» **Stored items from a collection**
//! Percentage rewriting.
//!
//! Turns keypad percentages into plain arithmetic before parsing:
//! - `X+Y%`, `X-Y%`, `X/Y%` become `X op (Y% of X)`
//! - any other `Y%` becomes a multiplication by `Y / 100`

use std::borrow::Cow;

use lazy_static::lazy_static;
use regex::{Captures, Regex};

use super::format::format_number;

lazy_static! {
    /// `<integer> <op> <integer>%` where op is one of `+ - /`.
    static ref PERCENT_OF_LEFT: Regex = Regex::new(
        r"([0-9]+)\s*([+\-/])\s*([0-9]+)%"
    ).unwrap();

    /// A bare `<integer>%`.
    static ref PERCENT: Regex = Regex::new(r"([0-9]+)%").unwrap();
}

/// Run both rewrite passes.
pub fn rewrite_percentages(expression: &str) -> String {
    let first = rewrite_percent_of_left(expression);
    rewrite_bare_percent(&first).into_owned()
}

/// Pass 1: `X op Y%` becomes `X op Z` with `Z = Y / 100 * X`.
fn rewrite_percent_of_left(expression: &str) -> Cow<'_, str> {
    PERCENT_OF_LEFT.replace_all(expression, |caps: &Captures| {
        let left = &caps[1];
        let op = &caps[2];
        // Both captures are plain digit runs, so parsing cannot fail.
        let left_value: f64 = left.parse().unwrap_or(0.0);
        let percent: f64 = caps[3].parse().unwrap_or(0.0);
        let value = percent / 100.0 * left_value;
        format!("{} {} {}", left, op, format_number(value))
    })
}

/// Pass 2: `Y%` becomes `* (Y / 100)`.
///
/// The leading `*` is only emitted when an operand precedes the
/// percentage; at the start of the expression or after an operator the
/// factor stands alone.
fn rewrite_bare_percent(expression: &str) -> Cow<'_, str> {
    PERCENT.replace_all(expression, |caps: &Captures| {
        let start = caps.get(0).map_or(0, |m| m.start());
        let fraction = format!("({} / 100)", &caps[1]);
        if follows_operand(&expression[..start]) {
            format!("* {}", fraction)
        } else {
            fraction
        }
    })
}

fn follows_operand(prefix: &str) -> bool {
    prefix
        .chars()
        .rev()
        .find(|c| !c.is_whitespace())
        .is_some_and(|c| c.is_ascii_digit() || matches!(c, '.' | ')' | '%'))
}

#[cfg(test)]
mod tests {
    use super::*;

    #[test]
    fn test_percent_of_left_operand() {
        assert_eq!(rewrite_percentages("100-10%"), "100 - 10");
        assert_eq!(rewrite_percentages("200+5%"), "200 + 10");
        assert_eq!(rewrite_percentages("50/50%"), "50 / 25");
    }

    #[test]
    fn test_percent_of_left_keeps_float_digits() {
        // 10 / 100 * 3 in double precision
        assert_eq!(rewrite_percentages("3+10%"), "3 + 0.30000000000000004");
    }

    #[test]
    fn test_bare_percent_standalone() {
        assert_eq!(rewrite_percentages("50%"), "(50 / 100)");
    }

    #[test]
    fn test_bare_percent_after_operator() {
        assert_eq!(rewrite_percentages("2*50%"), "2*(50 / 100)");
    }

    #[test]
    fn test_bare_percent_after_operand() {
        assert_eq!(rewrite_percentages("3.5%"), "3.* (5 / 100)");
        assert_eq!(rewrite_percentages("5%5%"), "(5 / 100)* (5 / 100)");
    }

    #[test]
    fn test_no_percent_untouched() {
        assert_eq!(rewrite_percentages("2+3*4"), "2+3*4");
        assert_eq!(rewrite_percentages(""), "");
    }
}
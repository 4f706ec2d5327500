//! Logical keypad keys.

use std::fmt;
use std::str::FromStr;

use thiserror::Error;

#[derive(Debug, Clone, PartialEq, Eq, Error)]
pub enum KeyError {
    #[error("unknown key '{0}'")]
    Unknown(String),
}

/// One of the four binary operators.
#[derive(Debug, Clone, Copy, PartialEq, Eq, Hash)]
pub enum BinaryOp {
    Add,
    Subtract,
    Multiply,
    Divide,
}

impl BinaryOp {
    pub const ALL: [BinaryOp; 4] = [
        BinaryOp::Add,
        BinaryOp::Subtract,
        BinaryOp::Multiply,
        BinaryOp::Divide,
    ];

    pub fn symbol(self) -> char {
        match self {
            Self::Add => '+',
            Self::Subtract => '-',
            Self::Multiply => '*',
            Self::Divide => '/',
        }
    }

    pub fn from_symbol(c: char) -> Option<Self> {
        match c {
            '+' => Some(Self::Add),
            '-' => Some(Self::Subtract),
            '*' => Some(Self::Multiply),
            '/' => Some(Self::Divide),
            _ => None,
        }
    }

    /// Check if `c` is one of `+ - * /`.
    pub fn is_symbol(c: char) -> bool {
        Self::from_symbol(c).is_some()
    }
}

/// A key press on the keypad.
#[derive(Debug, Clone, Copy, PartialEq, Eq, Hash)]
pub enum Key {
    /// A digit 0-9.
    Digit(u8),
    /// The decimal point.
    Decimal,
    /// `+ - * /`
    Operator(BinaryOp),
    /// `%`
    Percent,
    /// `+/-`
    SignToggle,
    /// `=`
    Equals,
    /// `C`
    Clear,
}

impl Key {
    /// The character this key appends to the expression, if any.
    pub fn as_char(self) -> Option<char> {
        match self {
            Self::Digit(d) => char::from_digit(u32::from(d), 10),
            Self::Decimal => Some('.'),
            Self::Operator(op) => Some(op.symbol()),
            Self::Percent => Some('%'),
            Self::SignToggle | Self::Equals | Self::Clear => None,
        }
    }

    /// Every key on the keypad, in button order.
    pub fn all() -> Vec<Key> {
        let mut keys: Vec<Key> = (0..=9).map(Key::Digit).collect();
        keys.push(Key::Decimal);
        keys.extend(BinaryOp::ALL.into_iter().map(Key::Operator));
        keys.extend([Key::Percent, Key::SignToggle, Key::Equals, Key::Clear]);
        keys
    }
}

impl fmt::Display for Key {
    fn fmt(&self, f: &mut fmt::Formatter) -> fmt::Result {
        match self.as_char() {
            Some(c) => write!(f, "{c}"),
            None => match self {
                Self::SignToggle => write!(f, "+/-"),
                Self::Equals => write!(f, "="),
                _ => write!(f, "C"),
            },
        }
    }
}

impl FromStr for Key {
    type Err = KeyError;

    /// Parse a button label.
    fn from_str(label: &str) -> Result<Self, Self::Err> {
        let key = match label {
            "+/-" | "+-" | "±" => Key::SignToggle,
            "=" => Key::Equals,
            "C" | "c" | "AC" => Key::Clear,
            "." => Key::Decimal,
            "%" => Key::Percent,
            "x" | "X" | "×" => Key::Operator(BinaryOp::Multiply),
            "÷" => Key::Operator(BinaryOp::Divide),
            _ => {
                let mut chars = label.chars();
                match (chars.next(), chars.next()) {
                    (Some(c), None) if c.is_ascii_digit() => Key::Digit(c as u8 - b'0'),
                    (Some(c), None) => match BinaryOp::from_symbol(c) {
                        Some(op) => Key::Operator(op),
                        None => return Err(KeyError::Unknown(label.to_string())),
                    },
                    _ => return Err(KeyError::Unknown(label.to_string())),
                }
            }
        };
        Ok(key)
    }
}

#[cfg(test)]
mod tests {
    use super::*;

    #[test]
    fn test_parse_button_labels() {
        assert_eq!("7".parse(), Ok(Key::Digit(7)));
        assert_eq!(".".parse(), Ok(Key::Decimal));
        assert_eq!("+".parse(), Ok(Key::Operator(BinaryOp::Add)));
        assert_eq!("-".parse(), Ok(Key::Operator(BinaryOp::Subtract)));
        assert_eq!("*".parse(), Ok(Key::Operator(BinaryOp::Multiply)));
        assert_eq!("/".parse(), Ok(Key::Operator(BinaryOp::Divide)));
        assert_eq!("%".parse(), Ok(Key::Percent));
        assert_eq!("+/-".parse(), Ok(Key::SignToggle));
        assert_eq!("=".parse(), Ok(Key::Equals));
        assert_eq!("C".parse(), Ok(Key::Clear));
    }

    #[test]
    fn test_parse_aliases() {
        assert_eq!("X".parse(), Ok(Key::Operator(BinaryOp::Multiply)));
        assert_eq!("÷".parse(), Ok(Key::Operator(BinaryOp::Divide)));
        assert_eq!("±".parse(), Ok(Key::SignToggle));
        assert_eq!("AC".parse(), Ok(Key::Clear));
    }

    #[test]
    fn test_parse_unknown() {
        assert_eq!(
            "12".parse::<Key>(),
            Err(KeyError::Unknown("12".to_string()))
        );
        assert!("".parse::<Key>().is_err());
        assert!("^".parse::<Key>().is_err());
    }

    #[test]
    fn test_all_keys_round_trip_through_labels() {
        let keys = Key::all();
        assert_eq!(keys.len(), 19);
        for key in keys {
            assert_eq!(key.to_string().parse(), Ok(key));
        }
    }
}
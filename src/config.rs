//! Optional user configuration.
//!
//! Read from `$XDG_CONFIG_HOME/zcalc/config.toml` (or a path given on the
//! command line). Every field has a default and a missing file is not an
//! error; the file is never written.

use std::fs;
use std::io;
use std::path::{Path, PathBuf};

use serde::{Deserialize, Serialize};
use thiserror::Error;
use tracing::debug;

use crate::calculator::ERROR_TOKEN;
use crate::keypad::{Keypad, Limits};

#[derive(Debug, Error)]
pub enum ConfigError {
    #[error("failed to read {path}: {source}")]
    Io {
        path: PathBuf,
        #[source]
        source: io::Error,
    },
    #[error("failed to parse {path}: {source}")]
    Parse {
        path: PathBuf,
        #[source]
        source: toml::de::Error,
    },
}

#[derive(Debug, Clone, PartialEq, Eq, Serialize, Deserialize)]
#[serde(default)]
pub struct Config {
    /// Text shown when an expression cannot be evaluated.
    pub error_token: String,
    pub limits: Limits,
}

impl Default for Config {
    fn default() -> Self {
        Self {
            error_token: ERROR_TOKEN.to_string(),
            limits: Limits::default(),
        }
    }
}

impl Config {
    /// Default config file location.
    pub fn config_path() -> PathBuf {
        dirs::config_dir()
            .unwrap_or_else(|| PathBuf::from("."))
            .join("zcalc")
            .join("config.toml")
    }

    /// Load from the default location.
    pub fn load() -> Result<Self, ConfigError> {
        Self::load_from(&Self::config_path())
    }

    /// Load from `path`, falling back to defaults when it does not exist.
    pub fn load_from(path: &Path) -> Result<Self, ConfigError> {
        if !path.exists() {
            debug!(path = %path.display(), "no config file, using defaults");
            return Ok(Self::default());
        }

        let contents = fs::read_to_string(path).map_err(|source| ConfigError::Io {
            path: path.to_path_buf(),
            source,
        })?;
        Self::from_toml(&contents).map_err(|source| ConfigError::Parse {
            path: path.to_path_buf(),
            source,
        })
    }

    /// Parse a config from TOML text.
    pub fn from_toml(contents: &str) -> Result<Self, toml::de::Error> {
        toml::from_str(contents)
    }

    /// Build the keypad this configuration describes.
    pub fn keypad(&self) -> Keypad {
        Keypad::new(self.limits, self.error_token.clone())
    }
}

#[cfg(test)]
mod tests {
    use super::*;
    use crate::keypad::{InputState, Key};

    #[test]
    fn test_empty_config_uses_defaults() {
        let config = Config::from_toml("").unwrap();
        assert_eq!(config, Config::default());
        assert_eq!(config.error_token, "Error");
        assert_eq!(config.limits.max_digits_before_operator, 10);
        assert_eq!(config.limits.max_digits_after_operator, 11);
        assert_eq!(config.limits.max_result_length, 22);
    }

    #[test]
    fn test_partial_config() {
        let config = Config::from_toml(
            r#"
            error_token = "E"

            [limits]
            max_result_length = 8
            "#,
        )
        .unwrap();
        assert_eq!(config.error_token, "E");
        assert_eq!(config.limits.max_result_length, 8);
        assert_eq!(config.limits.max_digits_after_operator, 11);
    }

    #[test]
    fn test_invalid_config() {
        assert!(Config::from_toml("limits = 3").is_err());
    }

    #[test]
    fn test_missing_file_uses_defaults() {
        let path = Path::new("/nonexistent/zcalc/config.toml");
        assert_eq!(Config::load_from(path).unwrap(), Config::default());
    }

    #[test]
    fn test_keypad_from_config() {
        let config = Config::from_toml("error_token = \"Oops\"").unwrap();
        let keypad = config.keypad();
        let state = keypad.apply_all(
            InputState::new(),
            [Key::Digit(1), "+".parse().unwrap(), Key::Equals],
        );
        assert_eq!(state.display(), "Oops");
    }
}
use std::{str::FromStr, sync::Arc};

use sqlx::sqlite::{SqliteConnectOptions, SqlitePoolOptions};
use sqlx::SqlitePool;
use tracing::{error, info};

use crate::{
    error::AppError,
    services::gateway::{MemoryGateway, RemoteGateway, SqlGateway},
};

pub type DbPool = SqlitePool;

pub const MEMORY_URL: &str = "memory";

pub async fn init_pool(database_url: &str) -> Result<DbPool, AppError> {
    let options = SqliteConnectOptions::from_str(database_url)?.create_if_missing(true);
    let pool = SqlitePoolOptions::new()
        .max_connections(10)
        .connect_with(options)
        .await?;
    Ok(pool)
}

/// Builds the gateway named by `database_url`: `memory` for a process-local
/// store, anything else is handed to SQLite and migrated.
pub async fn init_gateway(database_url: &str) -> Result<Arc<dyn RemoteGateway>, AppError> {
    if database_url == MEMORY_URL {
        info!("using in-memory store, data is lost on exit");
        return Ok(Arc::new(MemoryGateway::new()));
    }

    let pool = init_pool(database_url).await?;
    if let Err(err) = sqlx::migrate!("./migrations").run(&pool).await {
        error!("migration failed: {err:?}");
        return Err(AppError::Other(err.into()));
    }
    Ok(Arc::new(SqlGateway::new(pool)))
}
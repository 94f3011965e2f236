use std::{env, net::SocketAddr, path::PathBuf};

use url::Url;

use crate::error::AppError;

#[derive(Debug, Clone)]
pub struct AppConfig {
    pub database_url: String,
    pub listen_addr: SocketAddr,
    pub storage_root: PathBuf,
    pub public_base_url: Url,
}

impl AppConfig {
    pub fn from_env() -> Result<Self, AppError> {
        let database_url =
            env::var("DATABASE_URL").unwrap_or_else(|_| "sqlite://roteiro.db".to_string());
        let listen_addr: SocketAddr = env::var("APP_LISTEN_ADDR")
            .unwrap_or_else(|_| "127.0.0.1:3000".to_string())
            .parse()
            .map_err(|err| AppError::Config(format!("invalid APP_LISTEN_ADDR: {err}")))?;

        let storage_root = env::var("STORAGE_ROOT")
            .map(PathBuf::from)
            .unwrap_or_else(|_| PathBuf::from("storage"));

        let public_base_url = env::var("PUBLIC_BASE_URL")
            .unwrap_or_else(|_| format!("http://{listen_addr}/"));
        let public_base_url = Url::parse(&public_base_url)
            .map_err(|err| AppError::Config(format!("invalid PUBLIC_BASE_URL: {err}")))?;

        Ok(Self {
            database_url,
            listen_addr,
            storage_root,
            public_base_url,
        })
    }
}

» **REQUIREMENT**
Lines from the top of the data above through the line containing "let first = rewrite_percent_of_left(expression);" must be repeated exactly. All other lines stay out.

» **ANSWER TO THE PROBLEM**
//! Percentage rewriting.
//!
//! Turns keypad percentages into plain arithmetic before parsing:
//! - `X+Y%`, `X-Y%`, `X/Y%` become `X op (Y% of X)`
//! - any other `Y%` becomes a multiplication by `Y / 100`

use std::borrow::Cow;

use lazy_static::lazy_static;
use regex::{Captures, Regex};

use super::format::format_number;

lazy_static! {
    /// `<integer> <op> <integer>%` where op is one of `+ - /`.
    static ref PERCENT_OF_LEFT: Regex = Regex::new(
        r"([0-9]+)\s*([+\-/])\s*([0-9]+)%"
    ).unwrap();

    /// A bare `<integer>%`.
    static ref PERCENT: Regex = Regex::new(r"([0-9]+)%").unwrap();
}

/// Run both rewrite passes.
pub fn rewrite_percentages(expression: &str) -> String {
    let first = rewrite_percent_of_left(expression);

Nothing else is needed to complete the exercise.